Dealing with a narcissist boss

By Lian Chu Source:Global Times Published: 2016/8/16 14:18:39

Illustration: Luo Xuan/GT



"If you say it out loud, it's real," my friend Liu posted this message on social media the other day. "I am not OK. In my imagination, I kill my boss a thousand times a day."

So we asked what happened. Liu said working for an extreme narcissist has become increasingly tiresome and stressful. She feels angry, frustrated, sad and filled with self-doubt on a daily basis.

"Why do we have this kind of people in our lives?" she asked.

Sweetie, the sad fact is it is not possible to avoid narcissists in our lives. According to a recent New York Times (NYT) article, the number of such people is estimated at 0.5 percent of the whole population. And men are more likely to be narcissist than women. 

Psychologists say almost all of us are narcissists to some extent. Some are just mirror-gazers and braggarts; some like turning every topic of conversation back to themselves; and some extremists think they are smarter, brighter and better than everyone. One typical narcissist trait is inability to treat others with dignity and respect. In sum, they are extremely difficult to work and live with.

So, what is wrong with them? Joseph Burgo, a clinical psychologist and author of the book The Narcissist You Know, told the NYT that the causes of extreme narcissism are not precisely known. It is believed that it is related to negative childhood experiences.

Dr Burgo also pointed out that extreme narcissists are more likely to work in the field of politics, sports and entertainment where they have opportunity to demonstrate to the world that they are winners and others are losers.

At first, my friend Liu tried to change her narcissist boss by giving him professional suggestions on the project.
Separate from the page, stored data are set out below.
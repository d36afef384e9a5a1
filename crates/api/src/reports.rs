// Copyright (C) 2026 Fred Clausen
// Use of this source code is governed by an MIT-style
// license that can be found in the LICENSE file or at
// https://opensource.org/licenses/MIT.

//! Reporting, statistics, directory groupings, and subject search.

use std::collections::{HashMap, HashSet};

use tracing::debug;

use booktrack_domain::{BookStatus, significant_words, similarity_ratio, validate_date};
use booktrack_persistence::{BookRecord, Persistence, ReportFilters};

use crate::books::build_responses;
use crate::error::ApiError;
use crate::request_response::{
    BookResponse, CommitteeStat, CommitteeWithDepartments, DepartmentStat, ReportFiltersEcho,
    ReportWithStats,
};

/// Fuzzy subject matches must clear this similarity ratio.
const SUBJECT_MATCH_THRESHOLD: f64 = 0.8;

/// The reporting service.
pub struct ReportService;

impl ReportService {
    /// Runs the simple report: filtered rows with primary names attached.
    ///
    /// # Errors
    ///
    /// Returns a client error for malformed filter dates, an internal
    /// error for query failures.
    pub fn report(
        persistence: &mut Persistence,
        echo: &ReportFiltersEcho,
    ) -> Result<Vec<BookResponse>, ApiError> {
        let records: Vec<BookRecord> = Self::run_query(persistence, echo)?;
        build_responses(persistence, records, false, false)
    }

    /// Runs the report with per-department and per-committee statistics.
    ///
    /// A book associated with N departments contributes to each of those
    /// N department counts; committee counts likewise count a book once
    /// per distinct committee among its associations. The breakdown is
    /// computed from the per-book association sets already fetched for
    /// the listing, not a SQL GROUP BY.
    ///
    /// # Errors
    ///
    /// Returns a client error for malformed filter dates, an internal
    /// error for query failures.
    pub fn report_with_stats(
        persistence: &mut Persistence,
        echo: &ReportFiltersEcho,
    ) -> Result<ReportWithStats, ApiError> {
        let records: Vec<BookRecord> = Self::run_query(persistence, echo)?;
        let data: Vec<BookResponse> = build_responses(persistence, records, true, false)?;

        let mut department_counts: HashMap<i64, (Option<String>, i64)> = HashMap::new();
        let mut committee_counts: HashMap<i64, (Option<String>, i64)> = HashMap::new();
        for row in &data {
            let mut seen_departments: HashSet<i64> = HashSet::new();
            let mut seen_committees: HashSet<i64> = HashSet::new();
            for dept in &row.all_departments {
                if seen_departments.insert(dept.de_id) {
                    let entry = department_counts
                        .entry(dept.de_id)
                        .or_insert_with(|| (dept.department_name.clone(), 0));
                    entry.1 += 1;
                }
                if seen_committees.insert(dept.co_id) {
                    let entry = committee_counts
                        .entry(dept.co_id)
                        .or_insert_with(|| (dept.committee_name.clone(), 0));
                    entry.1 += 1;
                }
            }
        }

        let mut department_stats: Vec<DepartmentStat> = department_counts
            .into_iter()
            .map(|(de_id, (department_name, count))| DepartmentStat {
                de_id,
                department_name,
                count,
            })
            .collect();
        department_stats.sort_by(|a, b| b.count.cmp(&a.count).then(a.de_id.cmp(&b.de_id)));

        let mut committee_stats: Vec<CommitteeStat> = committee_counts
            .into_iter()
            .map(|(co_id, (committee_name, count))| CommitteeStat {
                co_id,
                committee_name,
                count,
            })
            .collect();
        committee_stats.sort_by(|a, b| b.count.cmp(&a.count).then(a.co_id.cmp(&b.co_id)));

        let total_records: i64 = data.len() as i64;
        Ok(ReportWithStats {
            data,
            total_records,
            department_stats,
            committee_stats,
            filters: echo.clone(),
        })
    }

    /// Groups the filtered report set as committees with nested
    /// departments and per-department book counts.
    ///
    /// # Errors
    ///
    /// Returns a client error for malformed filter dates, an internal
    /// error for query failures.
    pub fn committees_with_departments(
        persistence: &mut Persistence,
        echo: &ReportFiltersEcho,
    ) -> Result<Vec<CommitteeWithDepartments>, ApiError> {
        let stats: ReportWithStats = Self::report_with_stats(persistence, echo)?;

        // committee id -> (name, department id -> stat, distinct books)
        let mut grouped: HashMap<i64, (Option<String>, HashMap<i64, DepartmentStat>, HashSet<i64>)> =
            HashMap::new();
        for row in &stats.data {
            for dept in &row.all_departments {
                let entry = grouped
                    .entry(dept.co_id)
                    .or_insert_with(|| (dept.committee_name.clone(), HashMap::new(), HashSet::new()));
                entry.2.insert(row.id);
                let dept_entry = entry.1.entry(dept.de_id).or_insert_with(|| DepartmentStat {
                    de_id: dept.de_id,
                    department_name: dept.department_name.clone(),
                    count: 0,
                });
                dept_entry.count += 1;
            }
        }

        let mut committees: Vec<CommitteeWithDepartments> = grouped
            .into_iter()
            .map(|(co_id, (committee_name, departments, books))| {
                let mut departments: Vec<DepartmentStat> = departments.into_values().collect();
                departments.sort_by(|a, b| a.de_id.cmp(&b.de_id));
                CommitteeWithDepartments {
                    co_id,
                    committee_name,
                    departments,
                    total_books: books.len() as i64,
                }
            })
            .collect();
        committees.sort_by(|a, b| a.co_id.cmp(&b.co_id));
        Ok(committees)
    }

    /// Resolves a subject search through the three-stage strategy.
    ///
    /// Exact match first; then the best fuzzy match over all distinct
    /// subjects (similarity ratio above 0.8); finally an OR-substring
    /// match over the significant words. The first stage with hits
    /// wins.
    ///
    /// # Errors
    ///
    /// Returns `ResourceNotFound` when no strategy yields a match, and a
    /// client error for an empty subject.
    pub fn search_by_subject(
        persistence: &mut Persistence,
        subject: &str,
    ) -> Result<Vec<BookResponse>, ApiError> {
        let subject: &str = subject.trim();
        if subject.is_empty() {
            return Err(ApiError::InvalidInput {
                field: String::from("subject"),
                message: String::from("Subject must not be empty"),
            });
        }

        let mut records: Vec<BookRecord> = persistence.books_by_subject(subject)?;

        if records.is_empty() {
            let candidates: Vec<String> = persistence.distinct_subjects()?;
            let best: Option<(String, f64)> = candidates
                .into_iter()
                .map(|candidate| {
                    let ratio: f64 = similarity_ratio(subject, &candidate);
                    (candidate, ratio)
                })
                .filter(|(_, ratio)| *ratio > SUBJECT_MATCH_THRESHOLD)
                .max_by(|a, b| a.1.total_cmp(&b.1));
            if let Some((matched, ratio)) = best {
                debug!(%matched, ratio, "Fuzzy subject match");
                records = persistence.books_by_subject(&matched)?;
            }
        }

        if records.is_empty() {
            let words: Vec<String> = significant_words(subject);
            records = persistence.books_by_subject_words(&words)?;
        }

        if records.is_empty() {
            return Err(ApiError::ResourceNotFound {
                resource_type: String::from("Book"),
                message: format!("No books match subject '{subject}'"),
            });
        }

        build_responses(persistence, records, true, true)
    }

    /// Validates the echo filters and runs the underlying report query.
    fn run_query(
        persistence: &mut Persistence,
        echo: &ReportFiltersEcho,
    ) -> Result<Vec<BookRecord>, ApiError> {
        if let Some(d) = &echo.start_date {
            validate_date(d)?;
        }
        if let Some(d) = &echo.end_date {
            validate_date(d)?;
        }

        let filters: ReportFilters = ReportFilters {
            book_type: echo
                .book_type
                .as_ref()
                .map(|t| t.trim().to_string())
                .filter(|t| !t.is_empty()),
            book_status: echo
                .book_status
                .as_deref()
                .map(BookStatus::normalize)
                .filter(|s| !s.is_empty()),
            start_date: echo.start_date.clone(),
            end_date: echo.end_date.clone(),
            unfinished_only: echo.unfinished_only,
        };

        let restrict_to: Option<Vec<i64>> = if echo.co_id.is_none() && echo.de_id.is_none() {
            None
        } else {
            Some(persistence.book_ids_for_pairing(echo.co_id, echo.de_id)?)
        };

        Ok(persistence.report_books(&filters, restrict_to.as_ref())?)
    }
}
Soon she realized that it is useless because he is so self-centered that he would not listen to her.

"Waiting for a narcissist to change is like waiting for a ship at an airport," she concluded.

The NYT article found that in companies where there are unbearable narcissist leaders, employee turnover is high, and in marriage, the divorce rate is high.

But for some reason, Liu decided to stay and find her own "survival" guide.

If you google advices on how to deal with narcissists, experts would suggest not to challenge or confront them. They even suggest to "butter him/her up" with compliments.

But Liu said the idea of complimenting the person who treats her as an inferior makes her sick. She chooses not to say anything to avoid conflicts. And if she has to say something, she keeps it short: "yes" or "ok."

She also seeks psychological support on how to deal with such toxic personality. One of the advices her psychologist gave her was not to take it personally.

"When he starts to emotionally abuse me, I keep reminding myself 'it's not about me.' That really calms me down before I explode like a bomb in his office," she said.

But "if there is one good thing about having a narcissist around, it makes me want to become a better and nicer person," she added. 

This article was published on the Global Times Metropolitan section Two Cents page, a space for reader submissions, including opinion, humor and satire. The ideas expressed are those of the author alone, and do not represent the position of the Global Times.